Trois semaines après leur réinstallation au Royaume-Uni, Harry et Meghan se font discrets. Mais à l’approche des premiers engagements publics du prince, les tensions avec la famille royale continuent d’alimenter le feuilleton de leur retour.
Depuis leur arrivée le 26 août, les Sussex n’ont pas pris la parole, et la première sortie connue du fils cadet du roi Charles III remonte au 7 septembre, lors d’une visite dans un studio londonien de podcasts, relayée sur le compte Instagram du studio.
Installés selon des médias britanniques dans la région des Cotswolds, prisée des célébrités, ils ont seulement donné à voir des instantanés de leur nouvelle vie champêtre.
Mardi, pour les 42 ans du prince, Meghan a publié des photos de famille, avec leurs enfants Archie, 7 ans, et Lilibet, 5 ans. Quelques jours plus tôt, elle avait partagé des images de Harry pêchant depuis une barque, de leur fille à vélo et du couple se promenant en forêt.
Une vitrine familiale bucolique et maîtrisée.
Clarification
Les médias ont jusqu’ici respecté leur demande de ne pas révéler leur adresse ni l’école de leurs enfants. Cette discrétion n’a toutefois pas empêché de nouvelles interrogations sur leur sécurité.
Plusieurs médias ont rapporté lundi qu’Archie et Lilibet avaient changé d’école quelques jours après la rentrée. Un porte-parole du couple a confirmé à ces médias, dont le Times et la BBC, que cette décision avait été prise après consultation de leur équipe de sécurité.
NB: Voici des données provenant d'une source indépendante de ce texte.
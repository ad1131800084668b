//! Core node traits.

use thiserror::Error;

use super::context::NodeContext;
use crate::model::{OptionError, Value};

/// Why a node did not produce a value.
///
/// `Invalid` marks the current parameter point as physically disallowed; it is expected and
/// point-scoped. `Fatal` is a defect or misconfiguration and aborts the run. The executor
/// dispatches on the variant only, never on the message.
#[derive(Error, Debug, Clone, PartialEq, Eq)]
pub enum NodeFailure {
    #[error("invalid point: {0}")]
    Invalid(String),
    #[error("{0}")]
    Fatal(String),
}

impl NodeFailure {
    pub fn invalid(reason: impl Into<String>) -> Self {
        NodeFailure::Invalid(reason.into())
    }

    pub fn fatal(message: impl Into<String>) -> Self {
        NodeFailure::Fatal(message.into())
    }

    pub fn is_invalid(&self) -> bool {
        matches!(self, NodeFailure::Invalid(_))
    }
}

impl From<OptionError> for NodeFailure {
    fn from(err: OptionError) -> Self {
        NodeFailure::Fatal(err.to_string())
    }
}

/// A computation node's work.
///
/// Implementations must be deterministic for a given point and inputs, and must not touch other
/// nodes' state.
pub trait ModuleFunction: Send + Sync {
    fn evaluate(&self, ctx: &NodeContext<'_>) -> Result<Value, NodeFailure>;
}

impl<F> ModuleFunction for F
where
    F: Fn(&NodeContext<'_>) -> Result<Value, NodeFailure> + Send + Sync,
{
    fn evaluate(&self, ctx: &NodeContext<'_>) -> Result<Value, NodeFailure> {
        self(ctx)
    }
}
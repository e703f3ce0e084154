use serde::{Deserialize, Serialize};

use crate::event::{EventKind, TelemetryEvent};

/// Per-event anomaly flags, computed once at ingestion and never recomputed
/// retroactively. Eviction from the window is the only way a stored flag
/// stops contributing to aggregates.
#[derive(Debug, Clone, Copy, Default, PartialEq, Eq, Serialize, Deserialize)]
pub struct DerivedFlags {
    pub buffering: bool,
    pub lost_packet: bool,
    pub signal_failure: bool,
}

impl DerivedFlags {
    /// Latency threshold at which an ad segment counts as buffering.
    pub const BUFFERING_LATENCY_MS: f64 = 1000.0;

    /// Compute the flags for `event` against the last accepted sequence id.
    /// `prev_sequence` is `None` on the first ingestion of a session, in
    /// which case `lost_packet` is always false.
    pub fn compute(event: &TelemetryEvent, prev_sequence: Option<u64>) -> Self {
        Self {
            buffering: event.event_kind == EventKind::AdPlaying
                && event.latency_ms >= Self::BUFFERING_LATENCY_MS,
            lost_packet: prev_sequence
                .map_or(false, |prev| prev.wrapping_add(1) != event.sequence_id),
            signal_failure: event.event_kind == EventKind::Scte35Trigger
                && event.signal_payload.is_none(),
        }
    }

    pub fn any(&self) -> bool {
        self.buffering || self.lost_packet || self.signal_failure
    }
}

/// A retained window row: the event plus the flags stamped at ingestion.
#[derive(Debug, Clone, PartialEq, Serialize, Deserialize)]
pub struct WindowEntry {
    pub event: TelemetryEvent,
    pub flags: DerivedFlags,
}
La question est particulièrement sensible pour Harry et Meghan, qui ont perdu la protection policière systématique accordée aux membres actifs de la famille royale, depuis leur rupture fracassante avec cette dernière et leur départ aux États-Unis en 2020.
Selon la BBC, la commission chargée de la protection des personnalités examine actuellement les risques pesant sur sa famille dans le contexte de son retour au Royaume-Uni.
En parallèle, le retour du couple a déjà donné lieu à une nouvelle bataille de communication avec le palais de Buckingham.
Début septembre, le palais a fait fuiter une lettre écrite par un haut responsable de la maison royale au nom de Charles III, rappelant que Harry et Meghan demeuraient des membres non actifs de la famille royale et que leurs engagements caritatifs étaient menés « à titre privé ».
Pour la chroniqueuse royale Jennie Bond, le message est limpide, « la porte reste résolument fermée » à tout retour des Sussex comme membres actifs de la monarchie, et ne s’ouvrira pas « simplement parce qu’ils ont choisi de revenir au Royaume-Uni », a-t-elle écrit dans le journal The i.
Cette clarification montre aussi que le palais « craint que Harry et Meghan ne détournent l’attention » du travail des autres membres de la famille, souligne auprès de l’AFP l’historien et expert de la famille royale Ed Owens.
Impact sur la monarchie
Les représentants des Sussex ont fait savoir dans la presse qu’ils avaient été « surpris » de voir le texte rendu public une heure seulement après l’avoir eux-mêmes reçu. Une passe d’armes qui rappelle la période délétère ayant précédé leur départ en 2020.
Car six ans après le « Megxit », la question de la place à accorder à Harry et Meghan se pose de nouveau avec leur retour.
Selon un récent sondage YouGov, seuls 16 % des Britanniques souhaitent voir Harry et Meghan redevenir des membres actifs de la famille royale, contre 51 % qui s’y opposent.
Mais « qu’ils agissent ou non officiellement pour le compte de la famille royale, leurs activités auront une incidence sur l’image de la monarchie », souligne Ed Owens.
Il mentionne l’intervention du palais cette semaine pour que l’Ouganda réintègre les prochains Invictus Games, compétition pour militaires blessés qu’Harry a fondée en 2014 et qui doivent se tenir à Birmingham en 2027. Ce pays voulait les boycotter en signe de soutien à Charles III.
Les prochains jours constitueront un premier test. Harry doit participer à plusieurs événements liés aux Invictus Games, avant de remettre le 21 septembre les prix de l’association WellChild, dont il est le parrain.
Ces apparitions permettront de mesurer la popularité du couple, l’attitude des tabloïds à leur égard. Mais aussi la place qu’ils entendent occuper. Sans rôle officiel, mais pas dans l’ombre non plus.